Culture Spotlight Featuring Michael Day
Mike Day, raised in Little Rock, Arkansas ,uses his upbringing as motivation to embody Black cinema. Day discovered his passion for film while focusing on Broadcast Journalism and African American studies at the University of Arkansas. Day founded DAYVISION in 2015 and has since created short films, commercials for small businesses, multiple YouTubeseries, and music videos. Day looks to create a platform for Black actors and filmmakers in the state of Arkansas, allowing future generations to dream outside of the environment while learning the history of African Americans in film.
Tell us about your experience at the Hip Hop Film Festival? I had an awesome experience at the Hip Hop Film Festival. I started virtually, being able to watch movies that were for Black people, by Black people. Seeing perspectives from other artists really challenged me as a filmmaker and motivated me to continue. When I arrived in person, people showed so much love. Being from Arkansas, there aren't many Black filmmakers so to see us all in one room was amazing. I look forward to next year.

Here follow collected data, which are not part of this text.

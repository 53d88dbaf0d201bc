//! Locale-aware selection of content entries.
//!
//! Entries are addressed by their storage identifier `<locale>/<slug>.md`.
//! Selecting a locale is a prefix match on that identifier, and looking up a
//! translation is a match on the identifier with prefix and suffix removed.

use crate::content::schema::TypedRecord;
use crate::i18n::Locale;
use serde::Serialize;

/// File suffix carried by content identifiers
pub const CONTENT_SUFFIX: &str = ".md";

/// A validated record together with its storage identifier.
#[derive(Debug, Clone, PartialEq, Serialize)]
pub struct Entry {
    /// Identifier relative to the collection folder (e.g., "fr/kv-store.md")
    pub id: String,
    pub record: TypedRecord,
}

impl Entry {
    pub fn new(id: impl Into<String>, record: TypedRecord) -> Self {
        Self {
            id: id.into(),
            record,
        }
    }

    /// Identifier with the `<locale>/` prefix and content suffix removed, or
    /// `None` when the entry is not stored under `locale`.
    pub fn slug_in(&self, locale: Locale) -> Option<&str> {
        entry_slug(&self.id, locale)
    }
}

/// Strip `"<locale>/"` and the content suffix from an identifier.
pub fn entry_slug(id: &str, locale: Locale) -> Option<&str> {
    let rest = id.strip_prefix(locale.code())?.strip_prefix('/')?;
    Some(rest.strip_suffix(CONTENT_SUFFIX).unwrap_or(rest))
}

/// Every entry stored under `locale`, in enumeration order.
pub fn list_by_locale(entries: &[Entry], locale: Locale) -> Vec<&Entry> {
    let prefix = locale.folder_prefix();
    entries
        .iter()
        .filter(|entry| entry.id.starts_with(&prefix))
        .collect()
}

/// The first entry stored under `locale` whose stripped identifier is
/// `base_slug`. Later duplicates are never returned.
pub fn find_by_base_slug<'a>(
    entries: &'a [Entry],
    locale: Locale,
    base_slug: &str,
) -> Option<&'a Entry> {
    entries
        .iter()
        .find(|entry| entry_slug(&entry.id, locale) == Some(base_slug))
}

/// Sort entries by their `order` key, ascending. Equal keys keep their
/// relative position.
pub fn sort_by_order(entries: &mut [&Entry]) {
    entries.sort_by(|a, b| a.record.order().total_cmp(&b.record.order()));
}
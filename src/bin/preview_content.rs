//! Preview binary - prints what each localized page would list
//!
//! Usage:
//!   cargo run --bin preview
//!
//! Optional:
//! - CONTENT_DIR (defaults to src/content)

use anyhow::{anyhow, Result};
use portfolio_content::config::{Config, LOG_DIRECTIVE};
use portfolio_content::content::{load_content, Category, Collection, ContentStore, Entry};
use portfolio_content::i18n::{alternate_links, Locale};
use tracing::info;

fn print_parcours(entries: &[&Entry], present: &str) {
    for entry in entries {
        if let Some(experience) = entry.record.as_experience() {
            println!(
                "  - {} @ {} ({} → {})",
                experience.role,
                experience.company,
                experience.start_date,
                experience.end_date.as_deref().unwrap_or(present)
            );
        } else if let Some(education) = entry.record.as_education() {
            println!(
                "  - {}, {} ({} → {})",
                education.degree,
                education.school,
                education.start_date,
                education.end_date.as_deref().unwrap_or(present)
            );
        }
    }
}

fn main() -> Result<()> {
    let _ = dotenvy::dotenv();

    tracing_subscriber::fmt()
        .with_env_filter(
            tracing_subscriber::EnvFilter::from_default_env()
                .add_directive(LOG_DIRECTIVE.parse()?)
                .add_directive("preview=info".parse()?),
        )
        .init();

    let config = Config::from_env()?;
    let raw = load_content(&config.content_dir)?;
    let store = ContentStore::build(&raw).map_err(|report| anyhow!("{}", report))?;
    info!("Previewing {} records", store.len());

    for locale in Locale::all() {
        let t = locale.translations();
        let links = alternate_links(&format!("/{}/projects", locale), locale.code());

        println!("\n==================== {} ====================", locale.native_name());
        println!("{} ({})", t.projects.title, links.current);

        let projects = store.sorted_by_locale(Collection::Projects, locale);
        println!("{}", (t.projects.count)(projects.len()));

        for (category, section) in [
            (Category::Professional, &t.projects.professional),
            (Category::Personal, &t.projects.personal),
        ] {
            println!("\n{}", section.title);
            for entry in &projects {
                let Some(project) = entry.record.as_project() else {
                    continue;
                };
                if project.category != category {
                    continue;
                }
                let marker = if project.featured { "★" } else { "-" };
                println!("  {} {} [{}]", marker, project.title, project.tech.join(", "));
            }
        }

        println!("\n{}", t.parcours.experiences_title);
        print_parcours(
            &store.sorted_by_locale(Collection::Experiences, locale),
            t.parcours.present,
        );

        println!("\n{}", t.parcours.education_title);
        print_parcours(
            &store.sorted_by_locale(Collection::Education, locale),
            t.parcours.present,
        );
    }

    Ok(())
}
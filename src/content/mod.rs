//! Content collections: projects, experiences and education.
//!
//! Content is authored offline as Markdown files with YAML front matter,
//! one folder per locale. This module turns those files into typed,
//! validated records and selects them per locale.
//!
//! # Architecture
//!
//! - `schema`: Typed records and their declared schemas
//! - `validator`: Field-level schema validation with aggregated errors
//! - `loader`: Reads front matter from a content directory
//! - `locator`: Locale prefix filtering and lookup by `baseSlug`
//! - `report`: Errors and warnings gathered over the whole tree
//! - `store`: Validated content ready for page generation
//!
//! # Example
//!
//! ```rust,ignore
//! use portfolio_content::content::{load_content, Collection, ContentStore};
//! use portfolio_content::i18n::Locale;
//!
//! let raw = load_content(Path::new("src/content"))?;
//! let store = ContentStore::build(&raw).map_err(|report| anyhow!("{report}"))?;
//! let projects = store.sorted_by_locale(Collection::Projects, Locale::ENGLISH);
//! ```

mod loader;
mod locator;
mod report;
mod schema;
mod store;
mod validator;

pub use loader::{
    load_content, parse_frontmatter, FrontmatterError, LoadFailure, RawContent, RawEntry,
};
pub use locator::{
    entry_slug, find_by_base_slug, list_by_locale, sort_by_order, Entry, CONTENT_SUFFIX,
};
pub use report::{RecordError, RecordProblem, ValidationReport};
pub use schema::{
    Category, Collection, EducationRecord, ExperienceRecord, ProjectLinks, ProjectRecord,
    TypedRecord, DEFAULT_PROJECT_ORDER,
};
pub use store::ContentStore;
pub use validator::{
    check_schema, validate, FieldError, FieldErrorKind, FieldKind, FieldSpec, Schema,
    ValidationErrors,
};
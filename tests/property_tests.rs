//! Property-based tests for locale resolution and content selection.

use portfolio_content::content::{
    find_by_base_slug, list_by_locale, EducationRecord, Entry, TypedRecord,
};
use portfolio_content::i18n::{
    alternate_links, resolve_locale, strip_locale_prefix, translate, Locale,
};
use proptest::prelude::*;

fn education_entry(id: String, lang: Locale, slug: String) -> Entry {
    Entry::new(
        id,
        TypedRecord::Education(EducationRecord {
            lang,
            base_slug: slug,
            school: "School".to_string(),
            degree: "Degree".to_string(),
            field: None,
            start_date: "2019".to_string(),
            end_date: None,
            location: "Paris".to_string(),
            highlights: None,
            order: 1.0,
        }),
    )
}

fn any_locale() -> impl Strategy<Value = Locale> {
    prop_oneof![Just(Locale::FRENCH), Just(Locale::ENGLISH)]
}

fn entries() -> impl Strategy<Value = Vec<Entry>> {
    prop::collection::vec((any_locale(), "[a-z][a-z0-9-]{0,12}"), 0..20).prop_map(|items| {
        items
            .into_iter()
            .map(|(lang, slug)| education_entry(format!("{}/{}.md", lang, slug), lang, slug))
            .collect()
    })
}

proptest! {
    #[test]
    fn resolve_locale_always_returns_supported_locale(path in ".*") {
        let locale = resolve_locale(&path);
        prop_assert!(Locale::all().contains(&locale));
    }

    #[test]
    fn resolve_locale_reads_locale_prefix(locale in any_locale(), rest in "[a-z/]{0,20}") {
        let path = format!("/{}/{}", locale, rest);
        prop_assert_eq!(resolve_locale(&path), locale);
    }

    #[test]
    fn translate_never_fails(code in ".{0,5}") {
        let t = translate(&code);
        prop_assert!(!t.nav.home.is_empty());
    }

    #[test]
    fn list_by_locale_only_returns_prefixed_ids(entries in entries(), locale in any_locale()) {
        let prefix = format!("{}/", locale);
        let listed = list_by_locale(&entries, locale);
        for entry in &listed {
            prop_assert!(entry.id.starts_with(&prefix));
        }
        let expected = entries.iter().filter(|entry| entry.id.starts_with(&prefix)).count();
        prop_assert_eq!(listed.len(), expected);
    }

    #[test]
    fn find_by_base_slug_returns_first_matching_entry(entries in entries()) {
        for entry in &entries {
            let lang = entry.record.lang();
            let slug = entry.record.base_slug();
            let found = find_by_base_slug(&entries, lang, slug);
            let first = entries
                .iter()
                .find(|candidate| candidate.id == entry.id)
                .map(|candidate| candidate.id.as_str());
            prop_assert_eq!(found.map(|e| e.id.as_str()), first);
        }
    }

    #[test]
    fn alternate_links_cover_every_locale(path in "(/[a-z]{1,8}){0,4}/?", locale in any_locale()) {
        let links = alternate_links(&path, locale.code());
        let stripped = strip_locale_prefix(&path);

        prop_assert_eq!(links.alternates.len(), Locale::all().len());
        for other in Locale::all() {
            prop_assert_eq!(&links.alternates[other.code()], &format!("/{}{}", other, stripped));
        }
        prop_assert_eq!(&links.current, &links.alternates[locale.code()]);
    }

    #[test]
    fn alternate_links_ignore_existing_locale_prefix(rest in "(/[a-z]{3,8}){1,4}", from in any_locale(), to in any_locale()) {
        let unprefixed = alternate_links(&rest, to.code());
        let prefixed = alternate_links(&format!("/{}{}", from, rest), to.code());
        prop_assert_eq!(unprefixed, prefixed);
    }
}
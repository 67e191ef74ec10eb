//! Доменная модель стола: карты, декодер кодов карт, колода, места и геометрия.

pub mod card;
pub mod deck;
pub mod decode;
pub mod geometry;
pub mod recipient;

// Удобные реэкспорты, чтобы в других модулях писать crate::domain::Card и т.п.
pub use card::*;
pub use deck::*;
pub use decode::*;
pub use geometry::*;
pub use recipient::*;
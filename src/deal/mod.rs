// src/deal/mod.rs
//! Анимация раздачи: карты "летят" из центра стола к каждому месту.
//!
//! Здесь собираем:
//! - правила тайминга (`DealTiming`);
//! - расчёт плана (`FlightPlan`, `CardFlightUnit`);
//! - токен активации (`DealHandle`);
//! - сам планировщик `DealScheduler` со state machine Idle/Running.

pub mod errors;
pub mod flight;
pub mod handle;
pub mod scheduler;
pub mod timing;

pub use errors::DealConfigError;
pub use flight::{CardFlightUnit, FlightPlan};
pub use handle::DealHandle;
pub use scheduler::{DealActivation, DealScheduler};
pub use timing::{CardsPerRecipient, DealTiming, TimingProfile, LEGACY_SLOT_FACTOR};
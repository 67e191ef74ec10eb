use serde::{Deserialize, Serialize};

/// Точка в экранных координатах (пиксели, от левого верхнего угла).
#[derive(Clone, Copy, Debug, Default, Serialize, Deserialize, PartialEq)]
pub struct Point {
    pub x: f64,
    pub y: f64,
}

impl Point {
    /// `{0, 0}` – туда уходят карты места, которое не удалось найти на экране.
    pub const ORIGIN: Point = Point { x: 0.0, y: 0.0 };

    pub const fn new(x: f64, y: f64) -> Self {
        Self { x, y }
    }
}

/// Размер видимой области.
#[derive(Clone, Copy, Debug, Default, Serialize, Deserialize, PartialEq)]
pub struct ViewportSize {
    pub width: f64,
    pub height: f64,
}

impl ViewportSize {
    pub const fn new(width: f64, height: f64) -> Self {
        Self { width, height }
    }

    /// Центр стола = центр вьюпорта.
    pub fn center(&self) -> Point {
        Point::new(self.width / 2.0, self.height / 2.0)
    }
}
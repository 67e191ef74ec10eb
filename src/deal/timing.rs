// src/deal/timing.rs
//! Конфигурация тайминга анимации раздачи.
//!
//! Здесь описываем только "правила", без состояния и без привязки к конкретной раздаче.
//! Все интервалы храним в целых миллисекундах: так формула задержек
//! воспроизводится бит-в-бит, без накопления ошибки f64.

use std::time::Duration;

use serde::{Deserialize, Serialize};

use super::DealConfigError;

/// Множитель слотов исторической формулы.
pub const LEGACY_SLOT_FACTOR: u32 = 3;

/// Как считать общую длительность раздачи.
#[derive(Clone, Copy, Debug, Default, Serialize, Deserialize, PartialEq, Eq)]
pub enum TimingProfile {
    /// Историческая формула фронта: `R * 3 * player_stagger + flight`.
    /// Фиксированный множитель 3 не зависит от реального числа карт,
    /// поэтому при K > 3 итог может оказаться меньше, чем долетит последняя карта.
    #[default]
    Legacy,
    /// Исправленная формула: задержка последней карты + полёт.
    Exact,
}

/// Правила тайминга одной раздачи.
#[derive(Clone, Debug, Serialize, Deserialize, PartialEq)]
#[serde(default)]
pub struct DealTiming {
    /// Сдвиг между соседними игроками (мс).
    pub player_stagger_ms: u32,
    /// Сдвиг между картами одного игрока (мс).
    pub card_stagger_ms: u32,
    /// Сколько длится появление одной карты (мс).
    pub flight_ms: u32,
    /// Множитель "слотов" в Legacy-формуле общей длительности.
    /// В профиле `Legacy` обязан быть `LEGACY_SLOT_FACTOR`, иначе `validate` вернёт ошибку.
    pub legacy_slot_factor: u32,
    /// С какого масштаба карта вырастает до 1.0.
    pub start_scale: f32,
    pub profile: TimingProfile,
}

impl Default for DealTiming {
    fn default() -> Self {
        Self::standard()
    }
}

impl DealTiming {
    /// Стандартный профиль: 0.15 с между игроками, 0.10 с между картами,
    /// полёт 0.5 с, Legacy-итог.
    pub const fn standard() -> Self {
        Self {
            player_stagger_ms: 150,
            card_stagger_ms: 100,
            flight_ms: 500,
            legacy_slot_factor: LEGACY_SLOT_FACTOR,
            start_scale: 0.2,
            profile: TimingProfile::Legacy,
        }
    }

    /// То же, но общая длительность считается по последней карте.
    pub const fn exact() -> Self {
        let mut t = Self::standard();
        t.profile = TimingProfile::Exact;
        t
    }

    pub const fn from_profile(profile: TimingProfile) -> Self {
        match profile {
            TimingProfile::Legacy => Self::standard(),
            TimingProfile::Exact => Self::exact(),
        }
    }

    /// Загрузить правила из JSON. Отсутствующие поля берутся из `standard()`.
    pub fn from_json_str(json: &str) -> Result<Self, DealConfigError> {
        let timing: DealTiming = serde_json::from_str(json)?;
        timing.validate()?;
        Ok(timing)
    }

    pub fn validate(&self) -> Result<(), DealConfigError> {
        if self.flight_ms == 0 {
            return Err(DealConfigError::ZeroFlightDuration);
        }
        if !(0.0..1.0).contains(&self.start_scale) {
            return Err(DealConfigError::InvalidStartScale(self.start_scale));
        }
        if self.profile == TimingProfile::Legacy && self.legacy_slot_factor != LEGACY_SLOT_FACTOR {
            return Err(DealConfigError::LegacySlotFactor(self.legacy_slot_factor));
        }
        Ok(())
    }

    /// `p * player_stagger + c * card_stagger`.
    pub fn delay_for(&self, player_index: usize, card_index: usize) -> Duration {
        let ms = (player_index as u64).saturating_mul(self.player_stagger_ms as u64)
            + (card_index as u64).saturating_mul(self.card_stagger_ms as u64);
        Duration::from_millis(ms)
    }

    pub fn flight(&self) -> Duration {
        Duration::from_millis(self.flight_ms as u64)
    }

    /// Через сколько после старта раздача считается завершённой.
    pub fn total_for(&self, recipients: usize, cards_per_recipient: CardsPerRecipient) -> Duration {
        match self.profile {
            TimingProfile::Legacy => {
                let lead = (recipients as u64)
                    .saturating_mul(self.legacy_slot_factor as u64)
                    .saturating_mul(self.player_stagger_ms as u64);
                Duration::from_millis(lead) + self.flight()
            }
            TimingProfile::Exact => {
                if recipients == 0 {
                    return Duration::ZERO;
                }
                self.delay_for(recipients - 1, cards_per_recipient.get() - 1) + self.flight()
            }
        }
    }
}

/// Сколько карт получает каждый игрок (K ≥ 1).
#[derive(Clone, Copy, Debug, Serialize, Deserialize, PartialEq, Eq, Hash, PartialOrd, Ord)]
#[serde(try_from = "usize", into = "usize")]
pub struct CardsPerRecipient(usize);

impl CardsPerRecipient {
    /// Три карты на руку – то, под что рассчитана Legacy-формула.
    pub const STANDARD: CardsPerRecipient = CardsPerRecipient(3);

    pub fn new(count: usize) -> Result<Self, DealConfigError> {
        if count == 0 {
            return Err(DealConfigError::ZeroCardsPerRecipient);
        }
        Ok(Self(count))
    }

    pub const fn get(self) -> usize {
        self.0
    }
}

impl Default for CardsPerRecipient {
    fn default() -> Self {
        Self::STANDARD
    }
}

impl TryFrom<usize> for CardsPerRecipient {
    type Error = DealConfigError;

    fn try_from(value: usize) -> Result<Self, Self::Error> {
        Self::new(value)
    }
}

impl From<CardsPerRecipient> for usize {
    fn from(value: CardsPerRecipient) -> Self {
        value.0
    }
}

Why are stories from the culture important?Stories from the culture are extremely important. Stories from the culture, by the culture, are even more important and I think the Hip Hop Film Festival does an excellent job on making sure that happens. Oftentimes, there is a narrative created by people who aren't a part of this culture and it's up to us to ensure that our story is told our way.
What projects are you working on now?Currently, I am finishing up a web series titled, DAYVISION Films Presents: The Sextons. The series focuses on a married couple, looking to find the spark in their marriage after changes in their career field and adding one to the family. The purpose of the film is to address parental depression in men. I chose to create this series in hope men discuss their depression after becoming a father.
Why do you think the Harlem Film House and Hip Hop Film Festival are important?
I believe the Harlem Film House and Hip Hop Film Festival are important because they do what very few film festivals can do, and that's bring the culture together. Harlem is considered the Black capital in America to some and after attending in-person, I know why. Embracing the culture motivates Black filmmakers to continue thriving in a field as we continue to make room for the future. I thank the Harlem Film House and Hip Hop Film Festival for their platform.